Task requirements:
Your job with the data below is to output exactly the lines from the one holding "for the team." down to the one holding "OpponentAction::BlockPoint => self.blocks", both included, and no others.

Given entries:
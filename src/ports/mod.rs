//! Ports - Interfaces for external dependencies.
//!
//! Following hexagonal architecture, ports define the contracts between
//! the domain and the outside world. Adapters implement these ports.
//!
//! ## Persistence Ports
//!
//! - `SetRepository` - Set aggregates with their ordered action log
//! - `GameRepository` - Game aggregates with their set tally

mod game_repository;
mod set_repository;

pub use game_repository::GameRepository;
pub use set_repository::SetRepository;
==
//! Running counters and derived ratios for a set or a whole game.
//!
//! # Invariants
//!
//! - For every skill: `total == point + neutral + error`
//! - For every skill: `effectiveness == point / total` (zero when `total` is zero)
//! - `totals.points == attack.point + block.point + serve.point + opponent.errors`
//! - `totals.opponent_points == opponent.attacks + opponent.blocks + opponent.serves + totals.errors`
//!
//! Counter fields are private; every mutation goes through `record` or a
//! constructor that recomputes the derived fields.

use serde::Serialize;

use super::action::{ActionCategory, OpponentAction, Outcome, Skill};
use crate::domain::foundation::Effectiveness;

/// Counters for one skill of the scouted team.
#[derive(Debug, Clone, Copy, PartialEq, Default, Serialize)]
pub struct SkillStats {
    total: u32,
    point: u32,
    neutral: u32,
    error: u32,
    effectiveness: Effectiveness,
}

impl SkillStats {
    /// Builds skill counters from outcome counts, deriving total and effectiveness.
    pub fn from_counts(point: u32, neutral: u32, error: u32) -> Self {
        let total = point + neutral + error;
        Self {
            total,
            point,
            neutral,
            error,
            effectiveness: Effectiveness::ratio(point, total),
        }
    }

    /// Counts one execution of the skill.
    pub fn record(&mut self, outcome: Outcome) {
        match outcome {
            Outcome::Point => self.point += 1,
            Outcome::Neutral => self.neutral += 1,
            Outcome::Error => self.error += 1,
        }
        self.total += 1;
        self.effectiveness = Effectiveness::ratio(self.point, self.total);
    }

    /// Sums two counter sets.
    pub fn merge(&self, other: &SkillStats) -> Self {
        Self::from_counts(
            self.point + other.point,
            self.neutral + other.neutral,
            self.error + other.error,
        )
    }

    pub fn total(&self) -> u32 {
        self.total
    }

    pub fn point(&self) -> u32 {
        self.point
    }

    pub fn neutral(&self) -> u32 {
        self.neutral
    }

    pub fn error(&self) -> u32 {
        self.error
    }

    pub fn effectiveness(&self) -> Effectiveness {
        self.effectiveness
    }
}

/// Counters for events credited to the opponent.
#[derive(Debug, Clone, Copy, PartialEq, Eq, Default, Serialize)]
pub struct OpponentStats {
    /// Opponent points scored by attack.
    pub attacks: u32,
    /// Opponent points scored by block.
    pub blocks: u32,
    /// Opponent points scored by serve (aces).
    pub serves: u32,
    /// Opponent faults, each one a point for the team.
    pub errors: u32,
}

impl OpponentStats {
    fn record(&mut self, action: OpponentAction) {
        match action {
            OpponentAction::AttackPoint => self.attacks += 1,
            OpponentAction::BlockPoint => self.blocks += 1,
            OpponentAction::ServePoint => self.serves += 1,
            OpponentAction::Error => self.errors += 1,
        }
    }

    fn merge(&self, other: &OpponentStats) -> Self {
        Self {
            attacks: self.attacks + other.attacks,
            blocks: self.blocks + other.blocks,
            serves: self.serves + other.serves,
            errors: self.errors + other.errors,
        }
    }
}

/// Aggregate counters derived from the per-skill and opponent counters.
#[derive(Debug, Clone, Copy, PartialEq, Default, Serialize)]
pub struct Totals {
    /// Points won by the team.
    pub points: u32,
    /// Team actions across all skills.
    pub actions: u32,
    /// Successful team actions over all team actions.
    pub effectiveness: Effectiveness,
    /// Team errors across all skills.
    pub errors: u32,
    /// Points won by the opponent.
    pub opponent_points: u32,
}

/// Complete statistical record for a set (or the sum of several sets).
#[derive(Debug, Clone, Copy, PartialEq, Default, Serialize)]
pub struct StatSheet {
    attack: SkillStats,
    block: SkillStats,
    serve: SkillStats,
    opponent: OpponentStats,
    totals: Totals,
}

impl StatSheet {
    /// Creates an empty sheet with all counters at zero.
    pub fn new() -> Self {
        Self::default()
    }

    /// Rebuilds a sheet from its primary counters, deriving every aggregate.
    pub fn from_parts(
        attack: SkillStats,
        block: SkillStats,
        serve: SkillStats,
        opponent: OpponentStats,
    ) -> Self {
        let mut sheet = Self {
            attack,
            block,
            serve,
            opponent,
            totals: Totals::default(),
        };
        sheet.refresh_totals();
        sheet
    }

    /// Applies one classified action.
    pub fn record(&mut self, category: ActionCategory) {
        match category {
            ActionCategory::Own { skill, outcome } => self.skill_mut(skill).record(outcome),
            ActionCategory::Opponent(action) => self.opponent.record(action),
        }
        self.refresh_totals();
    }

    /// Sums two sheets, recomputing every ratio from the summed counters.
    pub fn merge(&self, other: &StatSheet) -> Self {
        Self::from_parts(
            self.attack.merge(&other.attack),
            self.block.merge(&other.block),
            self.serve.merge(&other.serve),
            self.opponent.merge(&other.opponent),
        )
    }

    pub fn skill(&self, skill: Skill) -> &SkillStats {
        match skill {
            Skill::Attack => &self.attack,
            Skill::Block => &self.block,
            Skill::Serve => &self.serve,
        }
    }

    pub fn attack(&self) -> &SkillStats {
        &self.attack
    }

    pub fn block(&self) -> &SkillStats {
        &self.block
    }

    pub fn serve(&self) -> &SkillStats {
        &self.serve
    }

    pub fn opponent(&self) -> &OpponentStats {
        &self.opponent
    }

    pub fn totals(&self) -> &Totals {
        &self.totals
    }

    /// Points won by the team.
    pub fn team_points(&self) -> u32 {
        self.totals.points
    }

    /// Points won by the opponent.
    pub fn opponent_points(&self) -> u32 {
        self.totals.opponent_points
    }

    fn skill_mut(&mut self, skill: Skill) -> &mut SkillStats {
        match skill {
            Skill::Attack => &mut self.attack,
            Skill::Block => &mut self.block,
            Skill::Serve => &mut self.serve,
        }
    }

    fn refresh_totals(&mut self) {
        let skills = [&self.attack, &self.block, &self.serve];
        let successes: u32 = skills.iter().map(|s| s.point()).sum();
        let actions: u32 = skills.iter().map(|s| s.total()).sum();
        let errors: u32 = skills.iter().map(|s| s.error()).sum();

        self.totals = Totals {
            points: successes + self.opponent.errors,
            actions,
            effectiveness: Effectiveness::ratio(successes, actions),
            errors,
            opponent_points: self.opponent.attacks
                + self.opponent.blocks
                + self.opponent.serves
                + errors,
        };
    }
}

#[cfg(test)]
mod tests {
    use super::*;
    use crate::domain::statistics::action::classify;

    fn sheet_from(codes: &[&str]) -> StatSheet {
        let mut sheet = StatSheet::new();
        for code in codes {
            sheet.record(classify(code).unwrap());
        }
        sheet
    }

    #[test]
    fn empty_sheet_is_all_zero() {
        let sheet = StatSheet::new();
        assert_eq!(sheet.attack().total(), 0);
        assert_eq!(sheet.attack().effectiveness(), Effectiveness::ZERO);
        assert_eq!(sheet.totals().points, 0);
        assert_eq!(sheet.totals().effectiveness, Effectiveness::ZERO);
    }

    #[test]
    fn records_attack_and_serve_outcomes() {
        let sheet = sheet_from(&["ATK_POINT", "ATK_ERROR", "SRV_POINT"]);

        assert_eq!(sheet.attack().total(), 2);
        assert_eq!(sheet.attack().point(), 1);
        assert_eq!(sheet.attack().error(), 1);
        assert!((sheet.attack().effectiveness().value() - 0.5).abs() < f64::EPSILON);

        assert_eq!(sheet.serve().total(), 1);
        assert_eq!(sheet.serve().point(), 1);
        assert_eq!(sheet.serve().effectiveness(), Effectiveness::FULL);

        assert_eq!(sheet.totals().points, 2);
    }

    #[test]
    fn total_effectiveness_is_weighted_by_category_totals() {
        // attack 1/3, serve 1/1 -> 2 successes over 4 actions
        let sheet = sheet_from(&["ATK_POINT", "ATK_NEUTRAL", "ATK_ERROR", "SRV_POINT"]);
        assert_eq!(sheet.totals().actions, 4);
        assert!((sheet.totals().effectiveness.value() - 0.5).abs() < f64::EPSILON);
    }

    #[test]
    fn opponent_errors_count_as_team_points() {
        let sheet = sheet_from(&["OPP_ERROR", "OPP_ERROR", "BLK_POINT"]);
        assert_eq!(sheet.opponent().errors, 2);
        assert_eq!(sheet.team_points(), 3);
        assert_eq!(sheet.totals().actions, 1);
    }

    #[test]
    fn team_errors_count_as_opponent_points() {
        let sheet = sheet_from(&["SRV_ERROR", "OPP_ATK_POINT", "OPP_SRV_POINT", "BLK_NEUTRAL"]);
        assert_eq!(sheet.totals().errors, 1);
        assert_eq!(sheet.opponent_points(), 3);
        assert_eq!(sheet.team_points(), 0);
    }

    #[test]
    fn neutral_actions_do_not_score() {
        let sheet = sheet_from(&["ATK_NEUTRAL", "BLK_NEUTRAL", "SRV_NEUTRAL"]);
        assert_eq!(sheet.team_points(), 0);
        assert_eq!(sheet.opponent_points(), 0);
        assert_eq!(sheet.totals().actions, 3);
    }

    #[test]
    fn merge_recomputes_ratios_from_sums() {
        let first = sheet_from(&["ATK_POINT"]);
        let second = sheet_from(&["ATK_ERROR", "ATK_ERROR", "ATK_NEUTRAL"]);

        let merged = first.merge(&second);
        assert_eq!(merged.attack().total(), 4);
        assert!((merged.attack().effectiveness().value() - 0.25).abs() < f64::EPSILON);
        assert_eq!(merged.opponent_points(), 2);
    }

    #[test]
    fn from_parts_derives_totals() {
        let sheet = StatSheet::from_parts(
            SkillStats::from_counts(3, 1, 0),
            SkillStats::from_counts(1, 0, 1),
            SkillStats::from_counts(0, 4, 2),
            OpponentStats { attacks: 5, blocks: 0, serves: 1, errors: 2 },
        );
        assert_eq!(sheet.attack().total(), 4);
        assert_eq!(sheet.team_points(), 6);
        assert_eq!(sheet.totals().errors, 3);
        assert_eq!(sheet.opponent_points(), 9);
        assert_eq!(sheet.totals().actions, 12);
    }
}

Task solution:
    /// Opponent faults, each one a point for the team.
    pub errors: u32,
}

impl OpponentStats {
    fn record(&mut self, action: OpponentAction) {
        match action {
            OpponentAction::AttackPoint => self.attacks += 1,
            OpponentAction::BlockPoint => self.blocks += 1,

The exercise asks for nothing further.